Exercise directions → Among the entries, find the lines with the string "failed" and copy them.

◇ ◇ ◇

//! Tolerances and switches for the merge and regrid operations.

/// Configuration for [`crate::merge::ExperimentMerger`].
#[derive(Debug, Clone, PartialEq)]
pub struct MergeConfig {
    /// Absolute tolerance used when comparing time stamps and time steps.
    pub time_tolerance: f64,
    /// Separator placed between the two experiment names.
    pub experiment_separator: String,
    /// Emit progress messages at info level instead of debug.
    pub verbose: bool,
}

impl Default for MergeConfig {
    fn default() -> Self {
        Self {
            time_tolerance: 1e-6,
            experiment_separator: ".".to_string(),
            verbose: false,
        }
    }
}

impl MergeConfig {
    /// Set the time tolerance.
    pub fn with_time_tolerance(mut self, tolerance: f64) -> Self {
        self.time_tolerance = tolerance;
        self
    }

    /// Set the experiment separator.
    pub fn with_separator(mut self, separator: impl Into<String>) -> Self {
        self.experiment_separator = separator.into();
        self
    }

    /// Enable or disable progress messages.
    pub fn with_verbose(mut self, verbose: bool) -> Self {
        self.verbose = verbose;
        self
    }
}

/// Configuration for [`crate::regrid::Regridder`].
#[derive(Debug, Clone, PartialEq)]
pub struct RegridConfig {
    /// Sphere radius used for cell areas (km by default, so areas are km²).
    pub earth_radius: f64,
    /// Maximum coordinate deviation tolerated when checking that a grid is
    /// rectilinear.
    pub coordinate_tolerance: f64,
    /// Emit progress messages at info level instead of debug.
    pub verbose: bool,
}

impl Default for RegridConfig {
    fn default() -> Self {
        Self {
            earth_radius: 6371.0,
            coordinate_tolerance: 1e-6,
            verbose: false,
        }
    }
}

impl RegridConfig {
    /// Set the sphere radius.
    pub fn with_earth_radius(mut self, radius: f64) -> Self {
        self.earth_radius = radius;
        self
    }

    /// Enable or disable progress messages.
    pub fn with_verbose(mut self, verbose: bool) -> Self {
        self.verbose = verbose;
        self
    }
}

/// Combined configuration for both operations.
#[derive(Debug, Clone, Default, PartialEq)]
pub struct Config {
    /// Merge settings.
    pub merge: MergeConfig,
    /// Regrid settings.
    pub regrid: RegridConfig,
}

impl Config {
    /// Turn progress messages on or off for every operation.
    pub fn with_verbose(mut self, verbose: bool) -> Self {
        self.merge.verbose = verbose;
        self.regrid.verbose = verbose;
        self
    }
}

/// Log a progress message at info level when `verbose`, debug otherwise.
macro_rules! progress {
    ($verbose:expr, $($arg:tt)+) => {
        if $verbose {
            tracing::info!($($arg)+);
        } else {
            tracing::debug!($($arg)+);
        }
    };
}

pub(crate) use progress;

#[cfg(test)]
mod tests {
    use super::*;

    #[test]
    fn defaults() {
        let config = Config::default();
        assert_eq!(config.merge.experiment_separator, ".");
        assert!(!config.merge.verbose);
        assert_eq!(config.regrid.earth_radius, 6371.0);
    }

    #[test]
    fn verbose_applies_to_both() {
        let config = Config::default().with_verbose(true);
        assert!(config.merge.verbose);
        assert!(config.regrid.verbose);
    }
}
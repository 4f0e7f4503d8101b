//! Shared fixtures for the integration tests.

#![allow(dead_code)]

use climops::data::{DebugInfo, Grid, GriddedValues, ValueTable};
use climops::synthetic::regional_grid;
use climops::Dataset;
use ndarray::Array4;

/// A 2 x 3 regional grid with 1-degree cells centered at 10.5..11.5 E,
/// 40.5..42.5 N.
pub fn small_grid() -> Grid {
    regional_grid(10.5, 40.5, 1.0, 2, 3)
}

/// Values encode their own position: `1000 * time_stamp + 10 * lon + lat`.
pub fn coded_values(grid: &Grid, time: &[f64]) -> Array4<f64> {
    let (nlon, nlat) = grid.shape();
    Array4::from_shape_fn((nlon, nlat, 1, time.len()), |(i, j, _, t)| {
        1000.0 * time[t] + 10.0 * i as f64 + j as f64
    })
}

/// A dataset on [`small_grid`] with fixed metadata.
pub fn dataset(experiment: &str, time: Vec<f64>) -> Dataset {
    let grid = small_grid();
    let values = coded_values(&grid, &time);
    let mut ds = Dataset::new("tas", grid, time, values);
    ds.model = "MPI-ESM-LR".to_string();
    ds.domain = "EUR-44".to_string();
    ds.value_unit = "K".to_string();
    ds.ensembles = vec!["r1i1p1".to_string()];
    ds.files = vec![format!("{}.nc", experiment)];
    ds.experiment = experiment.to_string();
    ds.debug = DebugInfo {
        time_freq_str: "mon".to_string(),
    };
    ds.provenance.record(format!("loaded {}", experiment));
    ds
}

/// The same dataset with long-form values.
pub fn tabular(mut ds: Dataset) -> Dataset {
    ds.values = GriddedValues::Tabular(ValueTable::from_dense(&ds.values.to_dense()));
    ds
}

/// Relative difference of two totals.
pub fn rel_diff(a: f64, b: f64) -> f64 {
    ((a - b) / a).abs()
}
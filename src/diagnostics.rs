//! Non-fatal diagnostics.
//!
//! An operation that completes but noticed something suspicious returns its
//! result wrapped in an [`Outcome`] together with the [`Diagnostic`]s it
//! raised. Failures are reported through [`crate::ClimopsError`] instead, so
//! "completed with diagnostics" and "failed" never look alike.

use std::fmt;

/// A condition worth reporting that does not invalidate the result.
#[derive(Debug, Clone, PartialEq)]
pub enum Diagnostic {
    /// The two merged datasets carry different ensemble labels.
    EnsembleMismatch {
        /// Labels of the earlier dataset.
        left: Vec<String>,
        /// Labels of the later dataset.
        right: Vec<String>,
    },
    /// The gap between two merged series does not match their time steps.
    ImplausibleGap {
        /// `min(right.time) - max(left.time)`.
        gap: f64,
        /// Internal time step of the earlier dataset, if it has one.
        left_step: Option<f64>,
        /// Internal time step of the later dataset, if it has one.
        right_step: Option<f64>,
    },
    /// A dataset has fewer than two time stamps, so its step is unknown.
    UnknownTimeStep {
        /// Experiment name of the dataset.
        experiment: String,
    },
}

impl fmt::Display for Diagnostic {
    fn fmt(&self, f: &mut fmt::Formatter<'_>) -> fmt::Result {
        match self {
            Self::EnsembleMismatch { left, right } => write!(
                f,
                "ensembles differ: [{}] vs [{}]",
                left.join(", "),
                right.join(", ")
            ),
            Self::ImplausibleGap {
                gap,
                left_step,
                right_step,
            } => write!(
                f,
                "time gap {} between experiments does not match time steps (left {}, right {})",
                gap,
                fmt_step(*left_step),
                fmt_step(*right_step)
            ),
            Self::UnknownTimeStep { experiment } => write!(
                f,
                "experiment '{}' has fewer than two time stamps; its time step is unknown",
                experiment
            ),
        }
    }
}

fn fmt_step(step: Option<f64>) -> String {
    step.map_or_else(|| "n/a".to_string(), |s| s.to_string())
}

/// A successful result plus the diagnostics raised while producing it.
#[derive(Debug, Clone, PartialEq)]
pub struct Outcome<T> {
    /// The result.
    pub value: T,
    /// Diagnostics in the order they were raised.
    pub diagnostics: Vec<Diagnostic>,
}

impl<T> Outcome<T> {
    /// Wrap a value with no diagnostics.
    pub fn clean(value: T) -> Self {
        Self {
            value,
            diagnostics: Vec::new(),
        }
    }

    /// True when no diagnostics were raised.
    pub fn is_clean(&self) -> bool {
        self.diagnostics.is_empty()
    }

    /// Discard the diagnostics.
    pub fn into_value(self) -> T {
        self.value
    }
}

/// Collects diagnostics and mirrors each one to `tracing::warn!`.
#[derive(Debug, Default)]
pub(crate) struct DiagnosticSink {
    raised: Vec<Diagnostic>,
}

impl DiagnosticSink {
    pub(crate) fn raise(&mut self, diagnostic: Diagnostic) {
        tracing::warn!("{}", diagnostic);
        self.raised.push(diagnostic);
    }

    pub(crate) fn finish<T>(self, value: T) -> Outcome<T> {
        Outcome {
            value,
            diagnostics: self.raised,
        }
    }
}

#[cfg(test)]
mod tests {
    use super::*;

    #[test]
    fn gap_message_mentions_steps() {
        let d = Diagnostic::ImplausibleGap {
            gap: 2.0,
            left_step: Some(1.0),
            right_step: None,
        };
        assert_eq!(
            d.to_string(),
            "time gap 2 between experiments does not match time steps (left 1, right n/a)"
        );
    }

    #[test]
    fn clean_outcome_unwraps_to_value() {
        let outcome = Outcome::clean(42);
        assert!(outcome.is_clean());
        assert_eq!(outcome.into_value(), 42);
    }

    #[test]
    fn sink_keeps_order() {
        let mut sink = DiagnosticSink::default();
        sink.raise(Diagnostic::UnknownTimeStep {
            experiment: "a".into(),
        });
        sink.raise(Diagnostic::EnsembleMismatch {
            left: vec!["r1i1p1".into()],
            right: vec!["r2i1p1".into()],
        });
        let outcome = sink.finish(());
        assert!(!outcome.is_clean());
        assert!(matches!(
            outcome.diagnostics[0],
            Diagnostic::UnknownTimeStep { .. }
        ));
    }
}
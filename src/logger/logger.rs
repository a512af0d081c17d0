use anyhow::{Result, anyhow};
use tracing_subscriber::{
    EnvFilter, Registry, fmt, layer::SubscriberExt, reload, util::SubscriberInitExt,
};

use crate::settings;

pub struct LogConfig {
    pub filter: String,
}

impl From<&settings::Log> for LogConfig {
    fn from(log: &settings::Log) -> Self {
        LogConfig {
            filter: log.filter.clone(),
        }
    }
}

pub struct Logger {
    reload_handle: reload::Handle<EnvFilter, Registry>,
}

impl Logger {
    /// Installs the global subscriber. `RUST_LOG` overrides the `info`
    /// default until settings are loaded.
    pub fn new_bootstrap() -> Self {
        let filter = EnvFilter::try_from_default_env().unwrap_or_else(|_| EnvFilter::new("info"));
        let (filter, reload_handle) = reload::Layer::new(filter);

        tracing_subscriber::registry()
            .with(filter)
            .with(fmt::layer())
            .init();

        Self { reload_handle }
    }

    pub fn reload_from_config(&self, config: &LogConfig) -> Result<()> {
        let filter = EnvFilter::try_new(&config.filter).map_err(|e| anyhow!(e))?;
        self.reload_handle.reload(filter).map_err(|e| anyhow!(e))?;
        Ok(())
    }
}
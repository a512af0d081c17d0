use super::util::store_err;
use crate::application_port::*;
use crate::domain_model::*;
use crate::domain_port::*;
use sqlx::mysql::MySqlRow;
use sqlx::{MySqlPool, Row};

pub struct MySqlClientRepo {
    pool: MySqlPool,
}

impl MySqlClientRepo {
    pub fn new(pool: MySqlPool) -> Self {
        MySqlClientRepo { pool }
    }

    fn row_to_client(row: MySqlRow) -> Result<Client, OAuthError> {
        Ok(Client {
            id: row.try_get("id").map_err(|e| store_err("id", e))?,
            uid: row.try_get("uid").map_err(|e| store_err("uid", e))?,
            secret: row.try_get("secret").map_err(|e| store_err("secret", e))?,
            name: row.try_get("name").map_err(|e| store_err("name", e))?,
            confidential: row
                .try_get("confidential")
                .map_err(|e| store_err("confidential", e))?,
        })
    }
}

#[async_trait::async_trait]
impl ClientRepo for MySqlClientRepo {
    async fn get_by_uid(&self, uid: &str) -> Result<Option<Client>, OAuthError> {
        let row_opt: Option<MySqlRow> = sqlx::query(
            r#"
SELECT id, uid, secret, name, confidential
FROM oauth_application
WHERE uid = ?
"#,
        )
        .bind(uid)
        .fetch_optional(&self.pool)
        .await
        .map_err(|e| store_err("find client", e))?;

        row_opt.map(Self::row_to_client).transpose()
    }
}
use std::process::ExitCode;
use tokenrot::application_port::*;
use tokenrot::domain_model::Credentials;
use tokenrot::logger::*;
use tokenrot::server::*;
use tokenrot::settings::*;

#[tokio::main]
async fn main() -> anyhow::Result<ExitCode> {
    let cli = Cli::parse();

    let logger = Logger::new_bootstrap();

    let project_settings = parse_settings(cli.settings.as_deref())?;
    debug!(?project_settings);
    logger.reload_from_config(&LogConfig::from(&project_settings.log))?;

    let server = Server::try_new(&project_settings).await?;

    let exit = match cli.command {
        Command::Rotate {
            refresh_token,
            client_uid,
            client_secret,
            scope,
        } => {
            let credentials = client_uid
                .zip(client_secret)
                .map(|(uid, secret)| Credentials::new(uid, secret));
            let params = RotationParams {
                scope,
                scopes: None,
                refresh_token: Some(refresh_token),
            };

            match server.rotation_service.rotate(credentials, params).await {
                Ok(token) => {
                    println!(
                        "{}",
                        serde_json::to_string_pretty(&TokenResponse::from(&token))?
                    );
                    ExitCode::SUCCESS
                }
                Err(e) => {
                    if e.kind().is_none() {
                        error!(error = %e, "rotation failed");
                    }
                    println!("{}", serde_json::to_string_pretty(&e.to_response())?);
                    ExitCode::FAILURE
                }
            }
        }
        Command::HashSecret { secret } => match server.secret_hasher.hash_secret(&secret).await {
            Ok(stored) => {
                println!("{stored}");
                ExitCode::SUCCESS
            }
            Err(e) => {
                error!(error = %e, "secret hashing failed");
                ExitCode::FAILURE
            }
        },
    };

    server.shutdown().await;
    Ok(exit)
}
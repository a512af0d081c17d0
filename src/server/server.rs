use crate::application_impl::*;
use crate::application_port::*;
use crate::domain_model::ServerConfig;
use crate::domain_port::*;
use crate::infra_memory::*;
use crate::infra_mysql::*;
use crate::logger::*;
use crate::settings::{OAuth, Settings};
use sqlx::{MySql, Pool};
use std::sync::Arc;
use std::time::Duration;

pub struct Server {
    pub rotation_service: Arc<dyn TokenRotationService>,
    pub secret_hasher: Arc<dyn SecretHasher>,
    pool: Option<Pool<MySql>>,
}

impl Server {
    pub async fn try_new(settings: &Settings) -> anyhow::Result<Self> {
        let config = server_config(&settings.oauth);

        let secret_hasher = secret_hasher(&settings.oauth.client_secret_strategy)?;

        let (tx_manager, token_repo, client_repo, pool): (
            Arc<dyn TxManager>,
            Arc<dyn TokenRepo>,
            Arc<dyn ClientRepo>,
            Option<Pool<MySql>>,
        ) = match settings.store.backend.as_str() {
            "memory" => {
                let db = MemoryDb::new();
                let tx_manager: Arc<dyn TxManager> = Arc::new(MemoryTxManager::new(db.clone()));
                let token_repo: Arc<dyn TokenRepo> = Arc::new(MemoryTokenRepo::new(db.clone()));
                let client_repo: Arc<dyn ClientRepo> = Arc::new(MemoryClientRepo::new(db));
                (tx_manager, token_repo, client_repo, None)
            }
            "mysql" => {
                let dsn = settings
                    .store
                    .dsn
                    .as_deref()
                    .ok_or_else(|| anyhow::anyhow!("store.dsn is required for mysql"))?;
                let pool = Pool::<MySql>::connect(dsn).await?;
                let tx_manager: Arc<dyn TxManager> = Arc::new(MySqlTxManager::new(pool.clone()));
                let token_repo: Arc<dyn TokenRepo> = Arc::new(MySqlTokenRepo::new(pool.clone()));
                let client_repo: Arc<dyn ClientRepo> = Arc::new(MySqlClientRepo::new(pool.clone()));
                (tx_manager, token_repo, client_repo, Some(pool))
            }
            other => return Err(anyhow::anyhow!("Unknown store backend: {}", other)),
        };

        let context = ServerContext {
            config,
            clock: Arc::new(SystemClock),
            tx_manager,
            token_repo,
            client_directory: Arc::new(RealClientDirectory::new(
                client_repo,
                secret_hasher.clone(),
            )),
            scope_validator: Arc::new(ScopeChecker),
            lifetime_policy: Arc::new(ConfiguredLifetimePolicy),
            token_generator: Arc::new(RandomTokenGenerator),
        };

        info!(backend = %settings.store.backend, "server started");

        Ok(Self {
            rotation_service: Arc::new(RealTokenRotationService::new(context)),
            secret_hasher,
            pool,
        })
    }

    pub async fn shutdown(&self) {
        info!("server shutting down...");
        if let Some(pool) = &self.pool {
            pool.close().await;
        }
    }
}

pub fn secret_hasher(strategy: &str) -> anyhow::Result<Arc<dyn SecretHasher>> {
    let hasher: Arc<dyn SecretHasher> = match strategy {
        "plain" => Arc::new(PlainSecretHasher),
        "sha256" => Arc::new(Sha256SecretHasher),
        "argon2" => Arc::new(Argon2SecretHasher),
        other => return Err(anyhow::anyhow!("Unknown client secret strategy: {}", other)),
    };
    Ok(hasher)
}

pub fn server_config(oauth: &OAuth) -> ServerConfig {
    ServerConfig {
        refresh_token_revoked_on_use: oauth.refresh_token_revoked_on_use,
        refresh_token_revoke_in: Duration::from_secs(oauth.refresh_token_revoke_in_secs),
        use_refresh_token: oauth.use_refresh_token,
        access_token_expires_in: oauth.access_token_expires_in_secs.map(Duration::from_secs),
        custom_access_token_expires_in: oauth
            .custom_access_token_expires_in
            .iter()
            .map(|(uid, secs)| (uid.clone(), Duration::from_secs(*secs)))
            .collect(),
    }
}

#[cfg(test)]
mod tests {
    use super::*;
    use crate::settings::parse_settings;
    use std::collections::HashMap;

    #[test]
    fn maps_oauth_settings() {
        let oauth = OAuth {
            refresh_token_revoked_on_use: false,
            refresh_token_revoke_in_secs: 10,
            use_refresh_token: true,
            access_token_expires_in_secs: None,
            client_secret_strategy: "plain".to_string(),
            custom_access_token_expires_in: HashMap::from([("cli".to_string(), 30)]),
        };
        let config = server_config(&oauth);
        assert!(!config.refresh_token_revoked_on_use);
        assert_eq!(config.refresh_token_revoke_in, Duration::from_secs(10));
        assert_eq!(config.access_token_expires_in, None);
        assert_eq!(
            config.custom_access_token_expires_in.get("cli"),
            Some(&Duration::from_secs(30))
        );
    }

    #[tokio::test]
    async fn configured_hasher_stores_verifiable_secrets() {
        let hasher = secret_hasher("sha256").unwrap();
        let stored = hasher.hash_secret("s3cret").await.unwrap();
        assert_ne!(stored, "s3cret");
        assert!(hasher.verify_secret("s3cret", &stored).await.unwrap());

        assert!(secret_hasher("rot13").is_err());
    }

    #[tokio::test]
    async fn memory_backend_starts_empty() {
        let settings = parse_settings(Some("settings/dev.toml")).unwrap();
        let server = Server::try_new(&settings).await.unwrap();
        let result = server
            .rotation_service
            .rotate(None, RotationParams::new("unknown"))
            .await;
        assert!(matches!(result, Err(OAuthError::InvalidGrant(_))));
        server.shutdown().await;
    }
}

◇ ◇ ◇

The completed task →
//! "completed with diagnostics" and "failed" never look alike.
                        error!(error = %e, "rotation failed");
                error!(error = %e, "secret hashing failed");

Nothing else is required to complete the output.